Models are mathematical representations of mechanisms that govern natural phenomena that are not fully recognized, controlled, or understood. Mathematical modeling has become an indispensable tool via computerized decision support systems for policy makers and researchers to provide ways to express the scientific knowledge, to lead to new discoveries, and/or to challenge old dogmas. The notion that all models are wrong but some are useful is bothersome at first sight.

"...Most important, and most difficult to learn, systems thinking requires understanding that all models are wrong and humility about the limitations of our knowledge. Such humility is essential in creating an environment in which we can learn about the complex systems in which we are embedded and work effectively to create the world we truly desire." (Sterman, 2002)

The modeling process encompasses several steps that begin with a clear statement of the objectives of the model, assumptions about the model boundaries, appropriateness of the available data, design of the model structure, evaluation of the simulations, and providing feedback for recommendations and redesign processes. Model testing is commonly used to prove the rightness of a model and the tests are typically presented as evidences to promote its acceptance and usability (Sterman, 2002). However, the understanding and acceptance of the wrongness and weaknesses of a model strengthens the modeling process, making it more resilient and powerful in all aspects during the development, evaluation, and revision phases. Rather than ignoring the fact that a model may fail, design evaluations to identify and incorporate the failures of a model to strengthen the learning process and exploit the principles in developing an improved redesigned model. In systems thinking, the understanding that models are wrong and acceptance of the limitations of our knowledge is essential in creating an environment in which we can learn about the complexity of systems (Sterman, 2002).

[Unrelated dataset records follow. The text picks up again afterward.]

//! Alert History Server
//!
//! Production entrypoint wiring the Pool Façade, Alert Store, Classification
//! Engine, Silence Matcher, Target Registry, Publishing Fanout, and Ingest
//! Orchestrator into one HTTP service.
//!
//! ## Environment Variables
//!
//! | Variable | Default | Description |
//! |----------|---------|-------------|
//! | `AH_CONFIG` | - | Path to a TOML config file, overriding the built-in search list |
//! | `AH_HTTP_PORT` | `8080` | HTTP port |
//! | `AH_RECEIVERS_CONFIG` | `receivers.json` | Path to a JSON array of receiver configs |
//! | `RUST_LOG` | `info` | Log level |
//! | `LOG_FORMAT` | `text` | `text` or `json` |
//!
//! See `ah-config`'s `ConfigLoader` for the full list of `AH_*` overrides
//! applied on top of the TOML file.

use std::net::SocketAddr;
use std::sync::Arc;
use std::time::Duration;

use anyhow::{Context, Result};
use metrics_exporter_prometheus::PrometheusBuilder;
use tokio::signal;
use tower_http::cors::{Any, CorsLayer};
use tower_http::trace::TraceLayer;
use tracing::info;

use ah_classify::{ClassificationEngine, HttpLlmClient, RedisL2Cache};
use ah_common::{Receiver, RetryPolicy};
use ah_config::ConfigLoader;
use ah_ingest::{AllReceiversRouter, AppState, InMemorySilenceSource, Orchestrator, OrchestratorConfig};
use ah_matcher::{RegexCache, SilenceMatcher};
use ah_pool::{AlertPool, CircuitBreakerConfig as PoolBreakerConfig, PoolConfigRequest};
use ah_publish::{Publisher, PublisherConfig};
use ah_store::{AlertStore, PgAlertStore};
use ah_targets::TargetRegistry;

fn retry_policy(cfg: &ah_config::RetryConfig) -> RetryPolicy {
    RetryPolicy {
        max_retries: cfg.max_retries,
        initial_delay: Duration::from_millis(cfg.initial_delay_ms),
        max_delay: Duration::from_millis(cfg.max_delay_ms),
        backoff_factor: cfg.backoff_factor,
        jitter_factor: cfg.jitter_factor,
    }
}

fn breaker_config(cfg: &ah_config::CircuitBreakerConfig) -> PoolBreakerConfig {
    PoolBreakerConfig { max_failures: cfg.max_failures, reset_timeout: Duration::from_secs(cfg.reset_timeout_secs) }
}

/// Loads the receiver set that populates the Target Registry. The validated
/// routing-tree/receiver-config parser is out of scope for this service; a
/// deployment supplies a flat JSON array of already-valid `Receiver` records
/// instead. Missing file is treated as "no receivers configured yet".
fn load_receivers(path: &str) -> Result<Vec<Receiver>> {
    match std::fs::read_to_string(path) {
        Ok(contents) => {
            let receivers: Vec<Receiver> = serde_json::from_str(&contents)
                .with_context(|| format!("failed to parse receivers config at {path}"))?;
            Ok(receivers)
        }
        Err(e) if e.kind() == std::io::ErrorKind::NotFound => {
            tracing::warn!(path, "receivers config not found, starting with an empty target registry");
            Ok(Vec::new())
        }
        Err(e) => Err(e).with_context(|| format!("failed to read receivers config at {path}")),
    }
}

#[tokio::main]
async fn main() -> Result<()> {
    ah_common::logging::init_logging("ah-server");
    info!("starting alert-history server");

    let recorder_handle = PrometheusBuilder::new().install_recorder().context("failed to install Prometheus recorder")?;

    let config = ConfigLoader::new().load().context("failed to load configuration")?;

    let pool_request = PoolConfigRequest {
        host: config.postgres.host.clone(),
        port: config.postgres.port,
        database: config.postgres.database.clone(),
        user: config.postgres.user.clone(),
        password: config.postgres.password.clone(),
        ssl_mode: config.postgres.ssl_mode.clone(),
        max_conns: config.postgres.max_conns,
        min_conns: config.postgres.min_conns,
        max_conn_lifetime_secs: config.postgres.max_conn_lifetime_secs,
        max_conn_idle_secs: config.postgres.max_conn_idle_secs,
        health_check_period_secs: config.postgres.health_check_period_secs,
        connect_timeout_secs: config.postgres.connect_timeout_secs,
        retry_policy: retry_policy(&config.pool.retry),
        circuit_breaker: breaker_config(&config.pool.circuit_breaker),
    };
    let mut pool = AlertPool::new(pool_request.try_into().context("invalid postgres pool configuration")?);
    pool.connect().await.context("failed to connect to postgres")?;
    info!("connected to postgres");

    let store: Arc<dyn AlertStore> = {
        let pg_store = PgAlertStore::from_pool(&pool).context("failed to build alert store from pool")?;
        pg_store.run_migrations().await.context("failed to run migrations")?;
        Arc::new(pg_store)
    };

    let l2_cache = RedisL2Cache::connect(&config.redis.url, "ah:classify:").await.context("failed to connect to redis")?;
    let llm_client = Arc::new(HttpLlmClient::new(config.classification.llm_url.clone(), true));
    let classifier = Arc::new(ClassificationEngine::new(
        Arc::new(l2_cache),
        llm_client,
        Duration::from_millis(config.classification.llm_timeout_ms),
        Duration::from_secs(config.classification.l2_ttl_secs),
        config.classification.batch_concurrency,
    ));

    let matcher = Arc::new(SilenceMatcher::new(Arc::new(RegexCache::new(config.matcher.regex_cache_max_size))));
    let silences = Arc::new(InMemorySilenceSource::default());

    let receivers_path = std::env::var("AH_RECEIVERS_CONFIG").unwrap_or_else(|_| "receivers.json".to_string());
    let receivers = load_receivers(&receivers_path)?;
    let registry = Arc::new(TargetRegistry::new(receivers).context("invalid receivers config")?);
    let router = Arc::new(AllReceiversRouter::new(registry.clone()));

    let publisher = Arc::new(Publisher::new(
        registry,
        store.clone(),
        PublisherConfig {
            worker_pool_size: config.publish.worker_pool_size,
            retry: retry_policy(&config.publish.retry),
            circuit_breaker: breaker_config(&config.publish.circuit_breaker),
            unit_timeout: Duration::from_millis(config.publish.unit_timeout_ms),
            allow_private_targets: config.publish.allow_private_targets || config.dev_mode,
        },
    ));

    let orchestrator = Arc::new(Orchestrator::new(
        store.clone(),
        classifier,
        matcher,
        silences,
        router,
        publisher,
        OrchestratorConfig {
            batch_parallelism: config.ingest.batch_parallelism,
            sync_classification: config.ingest.sync_classification,
        },
    ));

    let app_state = AppState { orchestrator, store, metrics_handle: recorder_handle };
    let app = ah_ingest::app_router(app_state)
        .layer(TraceLayer::new_for_http())
        .layer(CorsLayer::new().allow_origin(Any).allow_methods(Any).allow_headers(Any));

    let addr: SocketAddr = format!("{}:{}", config.http.host, config.http.port).parse().context("invalid http.host/http.port")?;
    info!(%addr, "listening");
    let listener = tokio::net::TcpListener::bind(addr).await.context("failed to bind http listener")?;

    axum::serve(listener, app).with_graceful_shutdown(shutdown_signal()).await.context("http server failed")?;

    info!("alert-history server shutdown complete");
    Ok(())
}

async fn shutdown_signal() {
    let ctrl_c = async {
        signal::ctrl_c().await.expect("failed to install Ctrl+C handler");
    };

    #[cfg(unix)]
    let terminate = async {
        signal::unix::signal(signal::unix::SignalKind::terminate())
            .expect("failed to install signal handler")
            .recv()
            .await;
    };

    #[cfg(not(unix))]
    let terminate = std::future::pending::<()>();

    tokio::select! {
        _ = ctrl_c => {},
        _ = terminate => {},
    }
}
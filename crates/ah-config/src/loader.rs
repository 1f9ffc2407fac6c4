//! Configuration loader with file and environment variable support.

use crate::{AppConfig, ConfigError};
use std::env;
use std::path::PathBuf;
use tracing::info;

const CONFIG_PATHS: &[&str] = &[
    "config.toml",
    "alert-history.toml",
    "./config/config.toml",
    "/etc/alert-history/config.toml",
];

pub struct ConfigLoader {
    config_path: Option<PathBuf>,
}

impl ConfigLoader {
    pub fn new() -> Self {
        Self { config_path: None }
    }

    pub fn with_path<P: Into<PathBuf>>(path: P) -> Self {
        Self {
            config_path: Some(path.into()),
        }
    }

    pub fn load(&self) -> Result<AppConfig, ConfigError> {
        let mut config = AppConfig::default();

        if let Some(path) = self.find_config_file() {
            info!(?path, "Loading configuration from file");
            config = AppConfig::from_file(&path)?;
        }

        self.apply_env_overrides(&mut config);

        Ok(config)
    }

    fn find_config_file(&self) -> Option<PathBuf> {
        if let Some(path) = &self.config_path {
            if path.exists() {
                return Some(path.clone());
            }
        }

        if let Ok(path) = env::var("AH_CONFIG") {
            let path = PathBuf::from(path);
            if path.exists() {
                return Some(path);
            }
        }

        for path in CONFIG_PATHS {
            let path = PathBuf::from(path);
            if path.exists() {
                return Some(path);
            }
        }

        None
    }

    fn apply_env_overrides(&self, config: &mut AppConfig) {
        if let Ok(val) = env::var("AH_HTTP_PORT") {
            if let Ok(port) = val.parse() {
                config.http.port = port;
            }
        }
        if let Ok(val) = env::var("AH_HTTP_HOST") {
            config.http.host = val;
        }
        if let Ok(val) = env::var("AH_CORS_ORIGINS") {
            config.http.cors_origins = val.split(',').map(|s| s.trim().to_string()).collect();
        }

        if let Ok(val) = env::var("AH_POSTGRES_HOST") {
            config.postgres.host = val;
        }
        if let Ok(val) = env::var("AH_POSTGRES_PORT") {
            if let Ok(port) = val.parse() {
                config.postgres.port = port;
            }
        }
        if let Ok(val) = env::var("AH_POSTGRES_DATABASE") {
            config.postgres.database = val;
        }
        if let Ok(val) = env::var("AH_POSTGRES_USER") {
            config.postgres.user = val;
        }
        if let Ok(val) = env::var("AH_POSTGRES_PASSWORD") {
            config.postgres.password = val;
        }
        if let Ok(val) = env::var("AH_POSTGRES_SSL_MODE") {
            config.postgres.ssl_mode = val;
        }
        if let Ok(val) = env::var("AH_POSTGRES_MAX_CONNS") {
            if let Ok(n) = val.parse() {
                config.postgres.max_conns = n;
            }
        }

        if let Ok(val) = env::var("AH_REDIS_URL") {
            config.redis.url = val;
        }

        if let Ok(val) = env::var("AH_CLASSIFICATION_LLM_URL") {
            config.classification.llm_url = val;
        }
        if let Ok(val) = env::var("AH_CLASSIFICATION_LLM_TIMEOUT_MS") {
            if let Ok(ms) = val.parse() {
                config.classification.llm_timeout_ms = ms;
            }
        }
        if let Ok(val) = env::var("AH_CLASSIFICATION_BATCH_CONCURRENCY") {
            if let Ok(n) = val.parse() {
                config.classification.batch_concurrency = n;
            }
        }

        if let Ok(val) = env::var("AH_PUBLISH_WORKER_POOL_SIZE") {
            if let Ok(n) = val.parse() {
                config.publish.worker_pool_size = n;
            }
        }
        if let Ok(val) = env::var("AH_PUBLISH_ALLOW_PRIVATE_TARGETS") {
            config.publish.allow_private_targets = val.parse().unwrap_or(false);
        }

        if let Ok(val) = env::var("AH_MATCHER_REGEX_CACHE_MAX_SIZE") {
            if let Ok(n) = val.parse() {
                config.matcher.regex_cache_max_size = n;
            }
        }

        if let Ok(val) = env::var("AH_INGEST_BATCH_PARALLELISM") {
            if let Ok(n) = val.parse() {
                config.ingest.batch_parallelism = n;
            }
        }
        if let Ok(val) = env::var("AH_INGEST_SYNC_CLASSIFICATION") {
            config.ingest.sync_classification = val.parse().unwrap_or(true);
        }
        if let Ok(val) = env::var("AH_INGEST_RETENTION_DAYS") {
            if let Ok(n) = val.parse() {
                config.ingest.retention_days = n;
            }
        }

        if let Ok(val) = env::var("AH_DEV_MODE") {
            config.dev_mode = val.parse().unwrap_or(false);
        }
    }
}

impl Default for ConfigLoader {
    fn default() -> Self {
        Self::new()
    }
}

When (developing and) evaluating a model, one should incorporate important variables despite the foreseeable confines of our scientific knowledge and current modeling techniques. The, adequate tests of the model should be designed to evaluate the model and identify weaknesses that need to be addressed. Adequate statistical analysis is an indispensable step especially for predictive models (Tedeschi, 2006).

The MES was developed to assist on the adequate evaluation of mathematical models using statistical analysis, including linear regression analysis, mean square error of the prediction, concordance correlation coefficient, distribution analysis, deviation analysis, graphics and histogram, robust statistics, etc.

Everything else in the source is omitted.